**RECORDS TO PROCESS:**
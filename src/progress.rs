//! Progress reporting and cancellation support.
//!
//! This module provides [`ProgressCallback`] for monitoring a render,
//! [`CancellationToken`] for cooperative cancellation, and [`ProgressInfo`] for
//! progress snapshots. Progress is reported once per image: after an image's
//! block of frames has been written, never in the middle of it.
//!
//! # Example
//!
//! ```no_run
//! use std::sync::Arc;
//!
//! use slidereel::{
//!     Mode, Pipeline, ProgressCallback, ProgressInfo, RenderOptions, RenderRequest,
//!     SlideReelError,
//! };
//!
//! struct PrintProgress;
//!
//! impl ProgressCallback for PrintProgress {
//!     fn on_progress(&self, info: &ProgressInfo) {
//!         println!("[{}] {:.1}% complete", info.stage, info.percentage);
//!     }
//! }
//!
//! let request = RenderRequest::new(vec!["a.png".into(), "b.png".into()], Mode::Shorts, "out.mp4");
//! let options = RenderOptions::new().with_progress(Arc::new(PrintProgress));
//! Pipeline::run(&request, &options)?;
//! # Ok::<(), SlideReelError>(())
//! ```

use std::fmt::{Display, Formatter, Result as FmtResult};
use std::sync::{
    Arc,
    atomic::{AtomicBool, Ordering},
};
use std::time::{Duration, Instant};

/// The stage of a render a progress report belongs to.
#[derive(Debug, Clone, Copy, PartialEq, Eq)]
#[non_exhaustive]
pub enum Stage {
    /// Normalizing images and encoding their frames.
    Encoding,
    /// Aligning the audio track and muxing it with the video.
    Muxing,
}

impl Display for Stage {
    fn fmt(&self, f: &mut Formatter<'_>) -> FmtResult {
        match self {
            Stage::Encoding => f.write_str("encoding"),
            Stage::Muxing => f.write_str("muxing"),
        }
    }
}

/// A snapshot of render progress.
#[derive(Debug, Clone)]
pub struct ProgressInfo {
    /// Which stage is reporting.
    pub stage: Stage,
    /// Units finished so far. For [`Stage::Encoding`] this is images written.
    pub completed: u64,
    /// Units expected in this stage.
    pub total: u64,
    /// Completion percentage (0.0 – 100.0).
    pub percentage: f32,
    /// Wall-clock time since the stage started.
    pub elapsed: Duration,
    /// Estimated time remaining, based on throughput so far.
    pub estimated_remaining: Option<Duration>,
    /// Output timestamp reached, when the stage has one.
    pub position: Option<Duration>,
}

/// Trait for receiving progress updates during a render.
///
/// Implementations must be [`Send`] and [`Sync`] because renders may run on
/// a worker thread (see [`Pipeline::spawn`](crate::Pipeline::spawn)).
///
/// Progress callbacks are **infallible**: they observe but cannot halt the
/// render. Use [`CancellationToken`] for cooperative cancellation.
pub trait ProgressCallback: Send + Sync {
    /// Called after each unit of work completes.
    fn on_progress(&self, info: &ProgressInfo);
}

/// A no-op implementation that discards all progress notifications.
///
/// This is the default when no callback is configured.
pub(crate) struct NoOpProgress;

impl ProgressCallback for NoOpProgress {
    fn on_progress(&self, _info: &ProgressInfo) {}
}

/// Cooperative cancellation token backed by an [`AtomicBool`].
///
/// Clone this token and share it between threads; call [`cancel`](CancellationToken::cancel)
/// from any thread to request cancellation of the associated render.
/// The encoder checks [`is_cancelled`](CancellationToken::is_cancelled)
/// between images, so a render stops at most one image after the request.
///
/// # Example
///
/// ```
/// use slidereel::CancellationToken;
///
/// let token = CancellationToken::new();
/// assert!(!token.is_cancelled());
///
/// // From another thread (or a UI button handler):
/// token.cancel();
/// assert!(token.is_cancelled());
/// ```
#[derive(Debug, Clone)]
pub struct CancellationToken {
    cancelled: Arc<AtomicBool>,
}

impl CancellationToken {
    /// Create a new, non-cancelled token.
    pub fn new() -> Self {
        Self {
            cancelled: Arc::new(AtomicBool::new(false)),
        }
    }

    /// Request cancellation.
    ///
    /// All clones of this token will observe the cancellation.
    pub fn cancel(&self) {
        self.cancelled.store(true, Ordering::Release);
    }

    /// Check whether cancellation has been requested.
    pub fn is_cancelled(&self) -> bool {
        self.cancelled.load(Ordering::Acquire)
    }
}

impl Default for CancellationToken {
    fn default() -> Self {
        Self::new()
    }
}

/// Tracks progress timing for one stage and emits callbacks.
///
/// `completed` only ever grows; calling [`advance`](Self::advance) past
/// `total` is clamped.
pub(crate) struct ProgressTracker {
    callback: Arc<dyn ProgressCallback>,
    stage: Stage,
    total: u64,
    completed: u64,
    start_time: Instant,
}

impl ProgressTracker {
    pub(crate) fn new(callback: Arc<dyn ProgressCallback>, stage: Stage, total: u64) -> Self {
        Self {
            callback,
            stage,
            total,
            completed: 0,
            start_time: Instant::now(),
        }
    }

    /// Record one completed unit and report it.
    pub(crate) fn advance(&mut self, position: Option<Duration>) {
        self.completed = (self.completed + 1).min(self.total);
        self.report(position);
    }

    #[cfg(test)]
    pub(crate) fn completed(&self) -> u64 {
        self.completed
    }

    fn report(&self, position: Option<Duration>) {
        let elapsed = self.start_time.elapsed();

        let percentage = if self.total > 0 {
            (self.completed as f32 / self.total as f32) * 100.0
        } else {
            100.0
        };

        let estimated_remaining = if self.completed > 0 {
            let remaining = self.total.saturating_sub(self.completed);
            let per_item = elapsed / self.completed as u32;
            Some(per_item * remaining as u32)
        } else {
            None
        };

        let info = ProgressInfo {
            stage: self.stage,
            completed: self.completed,
            total: self.total,
            percentage,
            elapsed,
            estimated_remaining,
            position,
        };

        self.callback.on_progress(&info);
    }
}

#[cfg(test)]
mod tests {
    use std::sync::Mutex;

    use super::*;

    #[derive(Default)]
    struct Recorder(Mutex<Vec<(u64, u64)>>);

    impl ProgressCallback for Recorder {
        fn on_progress(&self, info: &ProgressInfo) {
            self.0.lock().unwrap().push((info.completed, info.total));
        }
    }

    #[test]
    fn tracker_reports_each_unit_and_clamps() {
        let recorder = Arc::new(Recorder::default());
        let mut tracker = ProgressTracker::new(recorder.clone(), Stage::Encoding, 2);
        tracker.advance(None);
        tracker.advance(None);
        tracker.advance(None);

        let seen = recorder.0.lock().unwrap().clone();
        assert_eq!(seen, vec![(1, 2), (2, 2), (2, 2)]);
        assert_eq!(tracker.completed(), 2);
    }
}
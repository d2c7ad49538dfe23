//! `nutriguide tips` command: fetch and print a fresh batch of tips.

use anyhow::{Context, Result};
use tokio_util::sync::CancellationToken;

use nutriguide_core::views::tip_category_label;

use crate::config::NutriConfig;

/// Tips are never stored; every run asks the service again.
pub async fn run_tips(config: &NutriConfig, cancel: &CancellationToken) -> Result<()> {
    let generator = config.generator()?;
    let tips = generator
        .daily_tips(cancel)
        .await
        .context("failed to fetch tips")?;

    for (idx, tip) in tips.iter().enumerate() {
        if idx > 0 {
            println!();
        }
        println!("[{}] {}", tip_category_label(tip.category), tip.title);
        println!("  {}", tip.content);
    }
    Ok(())
}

**YOUR GOAL:** Pull out all lines from the listing that contain the string "ProgressTracker".

**SOLUTION FOR THIS EXERCISE:**
pub(crate) struct ProgressTracker {
impl ProgressTracker {
        let mut tracker = ProgressTracker::new(recorder.clone(), Stage::Encoding, 2);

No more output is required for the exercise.